• WORK ORDER
Only lines containing the word "area" belong in the answer; copy each one from the records.

Records contained in a dataset:
use crate::error::ImageError;

/// Image size in pixels
///
/// A struct to represent the size of an image in pixels.
///
/// # Examples
///
/// ```
/// use edgekit_image::ImageSize;
///
/// let image_size = ImageSize {
///   width: 10,
///   height: 20,
/// };
///
/// assert_eq!(image_size.width, 10);
/// assert_eq!(image_size.height, 20);
/// ```
#[derive(Clone, Copy, Debug, PartialEq, Eq)]
pub struct ImageSize {
    /// Width of the image in pixels
    pub width: usize,
    /// Height of the image in pixels
    pub height: usize,
}

impl ImageSize {
    /// Number of pixels covered by this size.
    pub fn area(&self) -> usize {
        self.width * self.height
    }

    /// Whether the size has zero rows or columns.
    pub fn is_empty(&self) -> bool {
        self.width == 0 || self.height == 0
    }
}

impl std::fmt::Display for ImageSize {
    fn fmt(&self, f: &mut std::fmt::Formatter) -> std::fmt::Result {
        write!(
            f,
            "ImageSize {{ width: {}, height: {} }}",
            self.width, self.height
        )
    }
}

impl From<[usize; 2]> for ImageSize {
    fn from(size: [usize; 2]) -> Self {
        ImageSize {
            width: size[0],
            height: size[1],
        }
    }
}

/// Represents a single-channel image with pixel data.
///
/// The pixels are stored row-major: the sample at row `y` and column `x`
/// lives at offset `y * width + x`.
#[derive(Clone, Debug, PartialEq)]
pub struct Image<T> {
    size: ImageSize,
    data: Vec<T>,
}

impl<T> Image<T> {
    /// Create a new image from pixel data.
    ///
    /// # Arguments
    ///
    /// * `size` - The size of the image in pixels.
    /// * `data` - The pixel data of the image, row-major.
    ///
    /// # Errors
    ///
    /// If the length of the pixel data does not match the image size, an error is returned.
    ///
    /// # Examples
    ///
    /// ```
    /// use edgekit_image::{Image, ImageSize};
    ///
    /// let image = Image::<u8>::new(
    ///    ImageSize {
    ///       width: 10,
    ///       height: 20,
    ///    },
    ///    vec![0u8; 10 * 20],
    /// ).unwrap();
    ///
    /// assert_eq!(image.size().width, 10);
    /// assert_eq!(image.size().height, 20);
    /// ```
    pub fn new(size: ImageSize, data: Vec<T>) -> Result<Self, ImageError> {
        if data.len() != size.area() {
            return Err(ImageError::InvalidDataLength(data.len(), size.area()));
        }

        Ok(Self { size, data })
    }

    /// Create a new image with the given size and a constant pixel value.
    ///
    /// # Examples
    ///
    /// ```
    /// use edgekit_image::{Image, ImageSize};
    ///
    /// let image = Image::<i32>::from_size_val(
    ///   ImageSize {
    ///     width: 10,
    ///     height: 20,
    ///   }, 0).unwrap();
    ///
    /// assert_eq!(image.size().width, 10);
    /// assert_eq!(image.size().height, 20);
    /// ```
    pub fn from_size_val(size: ImageSize, val: T) -> Result<Self, ImageError>
    where
        T: Clone,
    {
        Image::new(size, vec![val; size.area()])
    }

    /// Get the size of the image in pixels.
    pub fn size(&self) -> ImageSize {
        self.size
    }

    /// Get the number of columns of the image.
    pub fn cols(&self) -> usize {
        self.size.width
    }

    /// Get the number of rows of the image.
    pub fn rows(&self) -> usize {
        self.size.height
    }

    /// Get the width of the image in pixels.
    pub fn width(&self) -> usize {
        self.size.width
    }

    /// Get the height of the image in pixels.
    pub fn height(&self) -> usize {
        self.size.height
    }

    /// Get the pixel data as a row-major slice.
    pub fn as_slice(&self) -> &[T] {
        &self.data
    }

    /// Get the pixel data as a mutable row-major slice.
    pub fn as_slice_mut(&mut self) -> &mut [T] {
        &mut self.data
    }

    /// Consume the image and return its pixel data.
    pub fn into_vec(self) -> Vec<T> {
        self.data
    }

    /// Get the pixel at `[row, col]`, or `None` if the index is out of bounds.
    pub fn get(&self, index: [usize; 2]) -> Option<&T> {
        let [row, col] = index;
        if row >= self.rows() || col >= self.cols() {
            return None;
        }
        self.data.get(row * self.cols() + col)
    }

    /// Get a mutable reference to the pixel at `[row, col]`.
    pub fn get_mut(&mut self, index: [usize; 2]) -> Option<&mut T> {
        let [row, col] = index;
        if row >= self.rows() || col >= self.cols() {
            return None;
        }
        let cols = self.cols();
        self.data.get_mut(row * cols + col)
    }

    /// Get one row of the image.
    pub fn row(&self, row: usize) -> Option<&[T]> {
        if row >= self.rows() {
            return None;
        }
        let start = row * self.cols();
        Some(&self.data[start..start + self.cols()])
    }

    /// Apply `f` to every pixel and return a new image of the same size.
    pub fn map<U, F>(&self, f: F) -> Image<U>
    where
        F: Fn(&T) -> U,
    {
        Image {
            size: self.size,
            data: self.data.iter().map(f).collect(),
        }
    }

    /// Cast the pixel data of the image to a different type.
    ///
    /// # Errors
    ///
    /// Returns [`ImageError::CastError`] if any value is not representable in `U`.
    ///
    /// # Examples
    ///
    /// ```
    /// use edgekit_image::{Image, ImageSize};
    ///
    /// let image = Image::<u8>::new([2, 1].into(), vec![3, 250]).unwrap();
    /// let image_i32 = image.cast::<i32>().unwrap();
    ///
    /// assert_eq!(image_i32.as_slice(), &[3, 250]);
    /// ```
    pub fn cast<U>(&self) -> Result<Image<U>, ImageError>
    where
        T: num_traits::NumCast + Copy,
        U: num_traits::NumCast,
    {
        let data = self
            .data
            .iter()
            .map(|&x| U::from(x).ok_or(ImageError::CastError))
            .collect::<Result<Vec<U>, ImageError>>()?;

        Image::new(self.size, data)
    }
}
#![deny(missing_docs)]
#![doc = env!("CARGO_PKG_DESCRIPTION")]

/// gradient based edge detection module.
pub mod edges;

/// image filtering module.
pub mod filter;

/// image comparison metrics module.
pub mod metrics;

/// operations to normalize images.
pub mod normalize;

/// image padding module.
pub mod padding;

/// module containing parallization utilities.
pub mod parallel;

/// 3x3 neighborhood extraction.
pub mod window;
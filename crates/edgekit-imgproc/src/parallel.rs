use rayon::prelude::*;

use edgekit_image::Image;

/// Apply a function to each pixel in the image in parallel, row by row.
///
/// PRECONDITION: `src` and `dst` must have the same size.
pub fn par_iter_rows<T1, T2>(
    src: &Image<T1>,
    dst: &mut Image<T2>,
    f: impl Fn(&T1, &mut T2) + Send + Sync,
) where
    T1: Send + Sync,
    T2: Send + Sync,
{
    let cols = src.cols();
    if cols == 0 {
        return;
    }

    src.as_slice()
        .par_chunks_exact(cols)
        .zip(dst.as_slice_mut().par_chunks_exact_mut(cols))
        .for_each(|(src_row, dst_row)| {
            src_row
                .iter()
                .zip(dst_row.iter_mut())
                .for_each(|(src_pixel, dst_pixel)| f(src_pixel, dst_pixel));
        });
}

/// Apply a function to each pixel of a pair of images in parallel, row by row.
///
/// PRECONDITION: `src1`, `src2` and `dst` must have the same size.
pub fn par_iter_rows_two<T1, T2, T3>(
    src1: &Image<T1>,
    src2: &Image<T2>,
    dst: &mut Image<T3>,
    f: impl Fn(&T1, &T2, &mut T3) + Send + Sync,
) where
    T1: Send + Sync,
    T2: Send + Sync,
    T3: Send + Sync,
{
    let cols = src1.cols();
    if cols == 0 {
        return;
    }

    src1.as_slice()
        .par_chunks_exact(cols)
        .zip(src2.as_slice().par_chunks_exact(cols))
        .zip(dst.as_slice_mut().par_chunks_exact_mut(cols))
        .for_each(|((src1_row, src2_row), dst_row)| {
            src1_row
                .iter()
                .zip(src2_row.iter())
                .zip(dst_row.iter_mut())
                .for_each(|((a, b), c)| f(a, b, c));
        });
}

/// Fill every pixel of `dst` in parallel from its `(row, col)` coordinate.
///
/// Used by the sliding-window filters, where each output pixel is computed
/// from a neighborhood of a source image captured by `f`.
pub fn par_fill_indexed<T>(dst: &mut Image<T>, f: impl Fn(usize, usize) -> T + Send + Sync)
where
    T: Send + Sync,
{
    let cols = dst.cols();
    if cols == 0 {
        return;
    }

    dst.as_slice_mut()
        .par_chunks_exact_mut(cols)
        .enumerate()
        .for_each(|(r, dst_row)| {
            dst_row
                .iter_mut()
                .enumerate()
                .for_each(|(c, dst_pixel)| *dst_pixel = f(r, c));
        });
}
use edgekit_image::ImageError;

/// An immutable 3x3 integer kernel, stored row-major with a top-left origin.
#[derive(Debug, Clone, Copy, PartialEq, Eq)]
pub struct Kernel3([[i32; 3]; 3]);

/// Horizontal Sobel kernel, responds to edges along x.
pub const SOBEL_X: Kernel3 = Kernel3::new([[1, 0, -1], [2, 0, -2], [1, 0, -1]]);

/// Vertical Sobel kernel, responds to edges along y.
pub const SOBEL_Y: Kernel3 = Kernel3::new([[1, 2, 1], [0, 0, 0], [-1, -2, -1]]);

/// 45 degree diagonal kernel.
pub const DIAG_45: Kernel3 = Kernel3::new([[0, 1, 2], [-1, 0, 1], [-2, -1, 0]]);

/// 135 degree diagonal kernel.
pub const DIAG_135: Kernel3 = Kernel3::new([[-2, -1, 0], [-1, 0, 1], [0, 1, 2]]);

/// All-ones weights, turns the weighted median into a plain median.
pub const ONES: Kernel3 = Kernel3::new([[1; 3]; 3]);

impl Kernel3 {
    /// Create a kernel from its rows.
    pub const fn new(rows: [[i32; 3]; 3]) -> Self {
        Self(rows)
    }

    /// The kernel coefficients, row-major.
    pub fn rows(&self) -> &[[i32; 3]; 3] {
        &self.0
    }

    /// The kernel rotated by 180 degrees, i.e. reversed along both axes.
    ///
    /// # Example
    ///
    /// ```rust
    /// use edgekit_imgproc::filter::kernels::{Kernel3, DIAG_45};
    ///
    /// assert_eq!(
    ///     DIAG_45.flipped(),
    ///     Kernel3::new([[0, -1, -2], [1, 0, -1], [2, 1, 0]])
    /// );
    /// ```
    pub fn flipped(&self) -> Self {
        let mut out = [[0; 3]; 3];
        for (a, row) in self.0.iter().enumerate() {
            for (b, &k) in row.iter().enumerate() {
                out[2 - a][2 - b] = k;
            }
        }
        Self(out)
    }

    /// Sum of the absolute coefficients, the largest gain of a multiply-accumulate.
    pub fn abs_sum(&self) -> i64 {
        self.0.iter().flatten().map(|&k| i64::from(k).abs()).sum()
    }

    /// Largest absolute coefficient.
    pub fn max_abs(&self) -> i64 {
        self.0
            .iter()
            .flatten()
            .map(|&k| i64::from(k).abs())
            .max()
            .unwrap_or(0)
    }
}

impl std::fmt::Display for Kernel3 {
    fn fmt(&self, f: &mut std::fmt::Formatter) -> std::fmt::Result {
        let rows = self
            .0
            .iter()
            .map(|r| format!("[{}, {}, {}]", r[0], r[1], r[2]))
            .collect::<Vec<_>>();
        write!(f, "[{}]", rows.join(", "))
    }
}

impl TryFrom<&[Vec<i32>]> for Kernel3 {
    type Error = ImageError;

    fn try_from(rows: &[Vec<i32>]) -> Result<Self, Self::Error> {
        let cols = rows.first().map_or(0, |r| r.len());
        if rows.len() != 3 || rows.iter().any(|r| r.len() != 3) {
            return Err(ImageError::KernelShapeMismatch(rows.len(), cols));
        }

        let mut out = [[0; 3]; 3];
        for (dst, src) in out.iter_mut().zip(rows.iter()) {
            dst.copy_from_slice(src);
        }
        Ok(Self(out))
    }
}

#[cfg(test)]
mod tests {
    use super::*;

    #[test]
    fn test_flipped_twice_is_identity() {
        for k in [SOBEL_X, SOBEL_Y, DIAG_45, DIAG_135, ONES] {
            assert_eq!(k.flipped().flipped(), k);
        }
    }

    #[test]
    fn test_flipped_sobel() {
        assert_eq!(
            SOBEL_X.flipped(),
            Kernel3::new([[-1, 0, 1], [-2, 0, 2], [-1, 0, 1]])
        );
        assert_eq!(
            SOBEL_Y.flipped(),
            Kernel3::new([[-1, -2, -1], [0, 0, 0], [1, 2, 1]])
        );
    }

    #[test]
    fn test_try_from_rows() -> Result<(), ImageError> {
        let rows = vec![vec![0, 1, 2], vec![-1, 0, 1], vec![-2, -1, 0]];
        let k = Kernel3::try_from(rows.as_slice())?;
        assert_eq!(k, DIAG_45);
        Ok(())
    }

    #[test]
    fn test_try_from_wrong_shape() {
        let rows = vec![vec![1, 0, -1, 0], vec![2, 0, -2, 0], vec![1, 0, -1, 0]];
        assert_eq!(
            Kernel3::try_from(rows.as_slice()),
            Err(ImageError::KernelShapeMismatch(3, 4))
        );

        let rows = vec![vec![1, 0, -1], vec![2, 0, -2]];
        assert_eq!(
            Kernel3::try_from(rows.as_slice()),
            Err(ImageError::KernelShapeMismatch(2, 3))
        );

        let rows: Vec<Vec<i32>> = vec![];
        assert_eq!(
            Kernel3::try_from(rows.as_slice()),
            Err(ImageError::KernelShapeMismatch(0, 0))
        );
    }

    #[test]
    fn test_abs_bounds() {
        assert_eq!(SOBEL_X.abs_sum(), 8);
        assert_eq!(DIAG_45.abs_sum(), 8);
        assert_eq!(ONES.abs_sum(), 9);
        assert_eq!(DIAG_135.max_abs(), 2);
        assert_eq!(ONES.max_abs(), 1);
    }

    #[test]
    fn test_display() {
        assert_eq!(
            DIAG_135.to_string(),
            "[[-2, -1, 0], [-1, 0, 1], [0, 1, 2]]"
        );
    }
}
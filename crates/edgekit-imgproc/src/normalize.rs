//! Dynamic-range normalization.
//!
//! Raw filter responses live in an arbitrary signed range. To store them as 8-bit
//! samples they are stretched linearly so that the observed minimum maps to 0 and the
//! observed maximum maps to 255:
//!
//! ```text
//! out = trunc(255 * ((v - min) / (max - min)))
//! ```
//!
//! The computation runs in `f64` in exactly that order and the cast to `u8` truncates.
//! A constant image has `max == min`; it is mapped to all zeros.

use num_traits::ToPrimitive;

use edgekit_image::{Image, ImageError};

use crate::parallel;

/// Find the minimum and maximum values in an image.
///
/// # Arguments
///
/// * `image` - The input image of shape (height, width).
///
/// # Returns
///
/// A tuple containing the minimum and maximum values in the image.
///
/// # Errors
///
/// If the image has no pixels, an error is returned.
///
/// # Example
///
/// ```
/// use edgekit_image::{Image, ImageSize};
/// use edgekit_imgproc::normalize::find_min_max;
///
/// let image = Image::<i32>::new(
///   ImageSize {
///     width: 3,
///     height: 2,
///   },
///   vec![0, -4, 0, 1, 2, 3],
/// )
/// .unwrap();
///
/// let (min, max) = find_min_max(&image).unwrap();
/// assert_eq!(min, -4);
/// assert_eq!(max, 3);
/// ```
pub fn find_min_max<T>(image: &Image<T>) -> Result<(T, T), ImageError>
where
    T: Copy + PartialOrd,
{
    // get the first element in the image
    let first_element = match image.as_slice().first() {
        Some(x) => *x,
        None => return Err(ImageError::ImageDataNotInitialized),
    };

    Ok(image
        .as_slice()
        .iter()
        .fold((first_element, first_element), |(min, max), &x| {
            (
                if x < min { x } else { min },
                if x > max { x } else { max },
            )
        }))
}

/// Stretch an image onto `[0, 255]` using its own minimum and maximum.
///
/// # Arguments
///
/// * `src` - The raw image of shape (height, width), e.g. a gradient response.
///
/// # Returns
///
/// An 8-bit image of the same shape. For a non-constant input its minimum is 0 and its
/// maximum is 255. A constant input yields an all-zero image.
///
/// # Errors
///
/// Returns [`ImageError::EmptyImage`] if the image has zero rows or columns, and
/// [`ImageError::CastError`] if a value is not representable as `f64`.
///
/// # Example
///
/// ```
/// use edgekit_image::Image;
/// use edgekit_imgproc::normalize::normalize_to_u8;
///
/// let raw = Image::<i32>::new([3, 1].into(), vec![-10, 0, 10]).unwrap();
/// let out = normalize_to_u8(&raw).unwrap();
///
/// assert_eq!(out.as_slice(), &[0, 127, 255]);
/// ```
pub fn normalize_to_u8<T>(src: &Image<T>) -> Result<Image<u8>, ImageError>
where
    T: ToPrimitive,
{
    if src.size().is_empty() {
        return Err(ImageError::EmptyImage(src.width(), src.height()));
    }

    let values = src
        .as_slice()
        .iter()
        .map(|v| v.to_f64().ok_or(ImageError::CastError))
        .collect::<Result<Vec<f64>, ImageError>>()?;
    let values = Image::new(src.size(), values)?;

    let (min, max) = find_min_max(&values)?;
    let mut dst = Image::from_size_val(src.size(), 0u8)?;
    let range = max - min;

    if range == 0.0 {
        log::warn!(
            "normalize_to_u8: constant image ({}) of value {}, output set to zero",
            src.size(),
            min
        );
        return Ok(dst);
    }

    parallel::par_iter_rows(&values, &mut dst, |&v, out| {
        *out = (255.0 * ((v - min) / range)) as u8;
    });

    Ok(dst)
}
#![deny(missing_docs)]
//! Image types for generating and manipulating grayscale images

/// image representation for computer vision purposes.
pub mod image;

/// Error types for the image module.
pub mod error;

pub use crate::error::ImageError;
pub use crate::image::{Image, ImageSize};
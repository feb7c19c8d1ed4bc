use edgekit_image::{Image, ImageError};

use super::kernels::Kernel3;
use crate::{
    padding::pad,
    parallel,
    window::{window_at, Window3},
};

/// Sum of the element-wise products of a window and a kernel.
#[inline]
fn multiply_accumulate(window: &Window3<i32>, kernel: &[[i32; 3]; 3]) -> i32 {
    let mut sum = 0i32;
    for (w_row, k_row) in window.iter().zip(kernel.iter()) {
        for (&w, &k) in w_row.iter().zip(k_row.iter()) {
            sum += w * k;
        }
    }
    sum
}

/// Check that `max |pixel| * bound` fits in `i32`.
///
/// With that bound every product and partial sum of a 3x3 window stays in range.
/// It always holds for 8-bit inputs with the stock kernels.
pub(crate) fn check_accumulator_range(src: &Image<i32>, bound: i64) -> Result<(), ImageError> {
    let max_abs = src
        .as_slice()
        .iter()
        .map(|&v| i64::from(v).abs())
        .max()
        .unwrap_or(0);

    if max_abs.saturating_mul(bound) > i64::from(i32::MAX) {
        return Err(ImageError::AccumulatorOverflow(max_abs, bound));
    }

    Ok(())
}

/// Correlate an image with a 3x3 kernel using zero padding.
///
/// Each output pixel is `sum_{a,b} window[a][b] * kernel[a][b]`, where `window` is
/// the zero-padded 3x3 neighborhood of the pixel. The kernel is applied as is.
///
/// # Arguments
///
/// * `src` - The source image with shape (H, W).
/// * `kernel` - The kernel to apply.
///
/// # Returns
///
/// The raw signed response with shape (H, W). No clamping is applied.
///
/// # Errors
///
/// Returns [`ImageError::EmptyImage`] if the image has zero rows or columns, and
/// [`ImageError::AccumulatorOverflow`] if the pixel values times the absolute kernel sum
/// do not fit in `i32`.
pub fn correlate2d(src: &Image<i32>, kernel: &Kernel3) -> Result<Image<i32>, ImageError> {
    let padded = pad(src)?;
    check_accumulator_range(src, kernel.abs_sum())?;
    let padded_cols = padded.cols();
    let padded_data = padded.as_slice();
    let k = kernel.rows();

    let mut dst = Image::from_size_val(src.size(), 0i32)?;
    parallel::par_fill_indexed(&mut dst, |r, c| {
        multiply_accumulate(&window_at(padded_data, padded_cols, r, c), k)
    });

    Ok(dst)
}

/// Convolve an image with a 3x3 kernel using zero padding.
///
/// The kernel is rotated by 180 degrees before the multiply-accumulate, so this is a
/// true convolution: `convolve2d(src, k) == correlate2d(src, &k.flipped())`.
///
/// # Arguments
///
/// * `src` - The source image with shape (H, W).
/// * `kernel` - The kernel to convolve with.
///
/// # Errors
///
/// Returns [`ImageError::EmptyImage`] if the image has zero rows or columns.
///
/// # Example
///
/// ```rust
/// use edgekit_image::Image;
/// use edgekit_imgproc::filter::{convolve2d, kernels::SOBEL_X};
///
/// let src = Image::<i32>::new([3, 1].into(), vec![0, 10, 20]).unwrap();
/// let gx = convolve2d(&src, &SOBEL_X).unwrap();
///
/// assert_eq!(gx.as_slice(), &[20, 40, -20]);
/// ```
pub fn convolve2d(src: &Image<i32>, kernel: &Kernel3) -> Result<Image<i32>, ImageError> {
    log::debug!("convolve2d {} with kernel {}", src.size(), kernel);
    correlate2d(src, &kernel.flipped())
}
use edgekit_image::{Image, ImageError, ImageSize};
use edgekit_imgproc::{
    edges::{edge_detect, edge_diagonal, gradient_magnitude},
    filter::{
        convolve2d, correlate2d,
        kernels::{Kernel3, DIAG_135, DIAG_45, SOBEL_X, SOBEL_Y},
        median_denoise,
    },
    normalize::{find_min_max, normalize_to_u8},
    padding::pad,
};
use rand::{rngs::StdRng, Rng, SeedableRng};

fn random_image(size: ImageSize, seed: u64) -> Result<Image<i32>, ImageError> {
    let mut rng = StdRng::seed_from_u64(seed);
    let data = (0..size.area()).map(|_| rng.random_range(0..=255)).collect();
    Image::new(size, data)
}

#[test]
fn test_shape_preservation() -> Result<(), ImageError> {
    for (i, size) in [[1, 1], [1, 7], [7, 1], [2, 3], [16, 9]].into_iter().enumerate() {
        let src = random_image(size.into(), i as u64)?;

        assert_eq!(pad(&src)?.size(), ImageSize::from([size[0] + 2, size[1] + 2]));
        assert_eq!(median_denoise(&src)?.size(), src.size());
        assert_eq!(convolve2d(&src, &DIAG_45)?.size(), src.size());

        let edges = edge_detect(&src)?;
        assert_eq!(edges.x.size(), src.size());
        assert_eq!(edges.y.size(), src.size());
        assert_eq!(edges.magnitude.size(), src.size());

        let diag = edge_diagonal(&src)?;
        assert_eq!(diag.d45.size(), src.size());
        assert_eq!(diag.d135.size(), src.size());
    }

    Ok(())
}

#[test]
fn test_flip_law_random_images() -> Result<(), ImageError> {
    let kernel = Kernel3::new([[3, -1, 0], [5, 2, -7], [0, 4, 1]]);

    for seed in 0..4 {
        let src = random_image([13, 11].into(), seed)?;
        assert_eq!(
            convolve2d(&src, &kernel)?,
            correlate2d(&src, &kernel.flipped())?
        );
    }

    Ok(())
}

#[test]
fn test_uniform_image_end_to_end() -> Result<(), ImageError> {
    let src = Image::<i32>::from_size_val([5, 5].into(), 100)?;

    let denoised = median_denoise(&src)?;
    for [r, c] in [[0, 0], [0, 4], [4, 0], [4, 4]] {
        assert_eq!(denoised.get([r, c]), Some(&0), "corner ({r}, {c})");
    }
    for r in 1..4 {
        for c in 1..4 {
            assert_eq!(denoised.get([r, c]), Some(&100));
        }
    }

    // a flat region has no gradient; only the zero-padded border responds
    for kernel in [SOBEL_X, SOBEL_Y, DIAG_45, DIAG_135] {
        let raw = convolve2d(&src, &kernel)?;
        for r in 1..4 {
            for c in 1..4 {
                assert_eq!(raw.get([r, c]), Some(&0), "{kernel} at ({r}, {c})");
            }
        }
        assert_ne!(find_min_max(&raw)?.0, find_min_max(&raw)?.1);
    }

    Ok(())
}

#[test]
fn test_all_zero_image_end_to_end() -> Result<(), ImageError> {
    let src = Image::<i32>::from_size_val([5, 5].into(), 0)?;

    let denoised = median_denoise(&src)?;
    assert!(denoised.as_slice().iter().all(|&v| v == 0));

    let edges = edge_detect(&denoised)?;
    for out in [&edges.x, &edges.y, &edges.magnitude] {
        assert!(out.as_slice().iter().all(|&v| v == 0));
    }

    Ok(())
}

#[test]
fn test_normalized_outputs_span_full_range() -> Result<(), ImageError> {
    let src = random_image([20, 15].into(), 42)?;
    let denoised = median_denoise(&src)?;

    let edges = edge_detect(&denoised)?;
    let diag = edge_diagonal(&denoised)?;
    for out in [&edges.x, &edges.y, &edges.magnitude, &diag.d45, &diag.d135] {
        assert_eq!(find_min_max(out)?, (0, 255));
    }

    Ok(())
}

#[test]
fn test_magnitude_combined_before_normalization() -> Result<(), ImageError> {
    // strong horizontal ramp, weak vertical ramp: the raw x and y ranges differ a lot
    let size = ImageSize {
        width: 6,
        height: 5,
    };
    let data = (0..size.height)
        .flat_map(|r| (0..size.width).map(move |c| (c * 40 + r * 3) as i32))
        .collect();
    let src = Image::<i32>::new(size, data)?;

    let edges = edge_detect(&src)?;

    let raw_x = convolve2d(&src, &SOBEL_X)?;
    let raw_y = convolve2d(&src, &SOBEL_Y)?;
    let expected = normalize_to_u8(&gradient_magnitude(&raw_x, &raw_y)?)?;
    assert_eq!(edges.magnitude, expected);

    // combining the already normalized components gives a different image
    let nx = normalize_to_u8(&raw_x)?.cast::<i32>()?;
    let ny = normalize_to_u8(&raw_y)?.cast::<i32>()?;
    let wrong_order = normalize_to_u8(&gradient_magnitude(&nx, &ny)?)?;
    assert_ne!(edges.magnitude, wrong_order);

    Ok(())
}

#[test]
fn test_u8_input_round_trip_through_i32() -> Result<(), ImageError> {
    let src = Image::<u8>::new([3, 3].into(), vec![10, 10, 10, 10, 255, 10, 10, 10, 10])?;

    let denoised = median_denoise(&src.cast::<i32>()?)?;
    let denoised_u8 = denoised.cast::<u8>()?;

    assert_eq!(denoised_u8.get([1, 1]), Some(&10));
    assert_eq!(denoised_u8.get([0, 0]), Some(&0));

    Ok(())
}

• YOUR SOLUTION
    pub fn area(&self) -> usize {
        if data.len() != size.area() {
            return Err(ImageError::InvalidDataLength(data.len(), size.area()));
        Image::new(size, vec![val; size.area()])
    let data = (0..size.area()).map(|_| rng.random_range(0..=255)).collect();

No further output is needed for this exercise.